[Saved data entries]
──────────────────────────────
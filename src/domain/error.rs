//! Error types for collaborators and for the tip state machine.

use serde::{Deserialize, Serialize};
use thiserror::Error;

/// Substring the ledger uses when a transaction's anchor has expired.
pub const EXPIRY_PATTERN: &str = "block height exceeded";

/// Umbrella error returned by external collaborators
#[derive(Debug, Error)]
pub enum AppError {
    #[error(transparent)]
    Validation(#[from] ValidationError),

    #[error(transparent)]
    Blockchain(#[from] BlockchainError),

    #[error(transparent)]
    Wallet(#[from] WalletError),

    #[error(transparent)]
    ExternalService(#[from] ExternalServiceError),

    #[error(transparent)]
    Config(#[from] ConfigError),

    #[error("Not supported: {0}")]
    NotSupported(String),
}

/// Input rejected before any network call
#[derive(Debug, Clone, PartialEq, Eq, Error)]
pub enum ValidationError {
    #[error("Connect a wallet first")]
    NoConnectedAccount,

    #[error("Enter a valid amount")]
    InvalidAmount,

    #[error("Invalid recipient address")]
    InvalidRecipient,
}

#[derive(Debug, Error)]
pub enum BlockchainError {
    #[error("Connection failed: {0}")]
    Connection(String),

    #[error("Request timed out: {0}")]
    Timeout(String),

    #[error("RPC error: {0}")]
    RpcError(String),

    #[error("Transaction failed: {0}")]
    TransactionFailed(String),

    #[error("Invalid key material: {0}")]
    InvalidKey(String),
}

#[derive(Debug, Error)]
pub enum WalletError {
    #[error("User rejected the request.")]
    SigningRejected,

    #[error("Signer mismatch: wallet is {wallet}, transfer is from {from}")]
    SignerMismatch { wallet: String, from: String },

    #[error("Failed to encode transaction: {0}")]
    Encoding(String),
}

#[derive(Debug, Error)]
pub enum ExternalServiceError {
    #[error("Network error: {0}")]
    Network(String),

    #[error("HTTP {status_code}: {message}")]
    ApiError { status_code: u16, message: String },

    #[error("Failed to parse response: {0}")]
    ParseError(String),
}

#[derive(Debug, Error)]
pub enum ConfigError {
    #[error("Missing configuration: {0}")]
    Missing(String),

    #[error("Invalid configuration value for {key}: {message}")]
    Invalid { key: String, message: String },
}

/// Classification stored on a failed [`TransactionStatus`](super::TransactionStatus)
#[derive(Debug, Clone, Copy, Serialize, Deserialize, PartialEq, Eq)]
#[serde(rename_all = "snake_case")]
pub enum FailureKind {
    Validation,
    InsufficientBalance,
    Submission,
    Expired,
    Unknown,
}

/// Why a tip attempt ended in `Failed`. Every variant's `Display` is the
/// user-facing message.
#[derive(Debug, Clone, PartialEq, Error)]
pub enum TipError {
    #[error(transparent)]
    Validation(#[from] ValidationError),

    #[error("Insufficient balance. You have {balance_sol:.4} SOL")]
    InsufficientBalance { balance_sol: f64 },

    #[error("{0}")]
    Submission(String),

    #[error("Transaction expired. Please try again.")]
    Expired,

    #[error("{0}")]
    Unknown(String),
}

impl TipError {
    #[must_use]
    pub fn kind(&self) -> FailureKind {
        match self {
            Self::Validation(_) => FailureKind::Validation,
            Self::InsufficientBalance { .. } => FailureKind::InsufficientBalance,
            Self::Submission(_) => FailureKind::Submission,
            Self::Expired => FailureKind::Expired,
            Self::Unknown(_) => FailureKind::Unknown,
        }
    }

    /// Classify a collaborator failure raised while sending.
    #[must_use]
    pub fn from_submission(err: &AppError) -> Self {
        let msg = err.to_string();
        if is_expiry_message(&msg) {
            return Self::Expired;
        }
        Self::Submission(msg)
    }

    /// Classify a collaborator failure raised while waiting for confirmation.
    #[must_use]
    pub fn from_confirmation(err: &AppError) -> Self {
        let msg = err.to_string();
        if is_expiry_message(&msg) {
            return Self::Expired;
        }
        match err {
            AppError::Blockchain(BlockchainError::TransactionFailed(_)) => Self::Submission(msg),
            _ => Self::Unknown(msg),
        }
    }
}

#[must_use]
pub fn is_expiry_message(message: &str) -> bool {
    message.to_lowercase().contains(EXPIRY_PATTERN)
}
──────────────────────────────
HOW TO COMPLETE THIS TASK: Write down every line of the data exactly as it appears above.

RESPONSE TO THE EXERCISE:
filename src/domain/error.rs
//! Error types for collaborators and for the tip state machine.

use serde::{Deserialize, Serialize};
use thiserror::Error;

/// Substring the ledger uses when a transaction's anchor has expired.
pub const EXPIRY_PATTERN: &str = "block height exceeded";

/// Umbrella error returned by external collaborators
#[derive(Debug, Error)]
pub enum AppError {
    #[error(transparent)]
    Validation(#[from] ValidationError),

    #[error(transparent)]
    Blockchain(#[from] BlockchainError),

    #[error(transparent)]
    Wallet(#[from] WalletError),

    #[error(transparent)]
    ExternalService(#[from] ExternalServiceError),

    #[error(transparent)]
    Config(#[from] ConfigError),

    #[error("Not supported: {0}")]
    NotSupported(String),
}

/// Input rejected before any network call
#[derive(Debug, Clone, PartialEq, Eq, Error)]
pub enum ValidationError {
    #[error("Connect a wallet first")]
    NoConnectedAccount,

    #[error("Enter a valid amount")]
    InvalidAmount,

    #[error("Invalid recipient address")]
    InvalidRecipient,
}

#[derive(Debug, Error)]
pub enum BlockchainError {
    #[error("Connection failed: {0}")]
    Connection(String),

    #[error("Request timed out: {0}")]
    Timeout(String),

    #[error("RPC error: {0}")]
    RpcError(String),

    #[error("Transaction failed: {0}")]
    TransactionFailed(String),

    #[error("Invalid key material: {0}")]
    InvalidKey(String),
}

#[derive(Debug, Error)]
pub enum WalletError {
    #[error("User rejected the request.")]
    SigningRejected,

    #[error("Signer mismatch: wallet is {wallet}, transfer is from {from}")]
    SignerMismatch { wallet: String, from: String },

    #[error("Failed to encode transaction: {0}")]
    Encoding(String),
}

#[derive(Debug, Error)]
pub enum ExternalServiceError {
    #[error("Network error: {0}")]
    Network(String),

    #[error("HTTP {status_code}: {message}")]
    ApiError { status_code: u16, message: String },

    #[error("Failed to parse response: {0}")]
    ParseError(String),
}

#[derive(Debug, Error)]
pub enum ConfigError {
    #[error("Missing configuration: {0}")]
    Missing(String),

    #[error("Invalid configuration value for {key}: {message}")]
    Invalid { key: String, message: String },
}

/// Classification stored on a failed [`TransactionStatus`](super::TransactionStatus)
#[derive(Debug, Clone, Copy, Serialize, Deserialize, PartialEq, Eq)]
#[serde(rename_all = "snake_case")]
pub enum FailureKind {
    Validation,
    InsufficientBalance,
    Submission,
    Expired,
    Unknown,
}

/// Why a tip attempt ended in `Failed`. Every variant's `Display` is the
/// user-facing message.
#[derive(Debug, Clone, PartialEq, Error)]
pub enum TipError {
    #[error(transparent)]
    Validation(#[from] ValidationError),

    #[error("Insufficient balance. You have {balance_sol:.4} SOL")]
    InsufficientBalance { balance_sol: f64 },

    #[error("{0}")]
    Submission(String),

    #[error("Transaction expired. Please try again.")]
    Expired,

    #[error("{0}")]
    Unknown(String),
}

impl TipError {
    #[must_use]
    pub fn kind(&self) -> FailureKind {
        match self {
            Self::Validation(_) => FailureKind::Validation,
            Self::InsufficientBalance { .. } => FailureKind::InsufficientBalance,
            Self::Submission(_) => FailureKind::Submission,
            Self::Expired => FailureKind::Expired,
            Self::Unknown(_) => FailureKind::Unknown,
        }
    }

    /// Classify a collaborator failure raised while sending.
    #[must_use]
    pub fn from_submission(err: &AppError) -> Self {
        let msg = err.to_string();
        if is_expiry_message(&msg) {
            return Self::Expired;
        }
        Self::Submission(msg)
    }

    /// Classify a collaborator failure raised while waiting for confirmation.
    #[must_use]
    pub fn from_confirmation(err: &AppError) -> Self {
        let msg = err.to_string();
        if is_expiry_message(&msg) {
            return Self::Expired;
        }
        match err {
            AppError::Blockchain(BlockchainError::TransactionFailed(_)) => Self::Submission(msg),
            _ => Self::Unknown(msg),
        }
    }
}

#[must_use]
pub fn is_expiry_message(message: &str) -> bool {
    message.to_lowercase().contains(EXPIRY_PATTERN)
}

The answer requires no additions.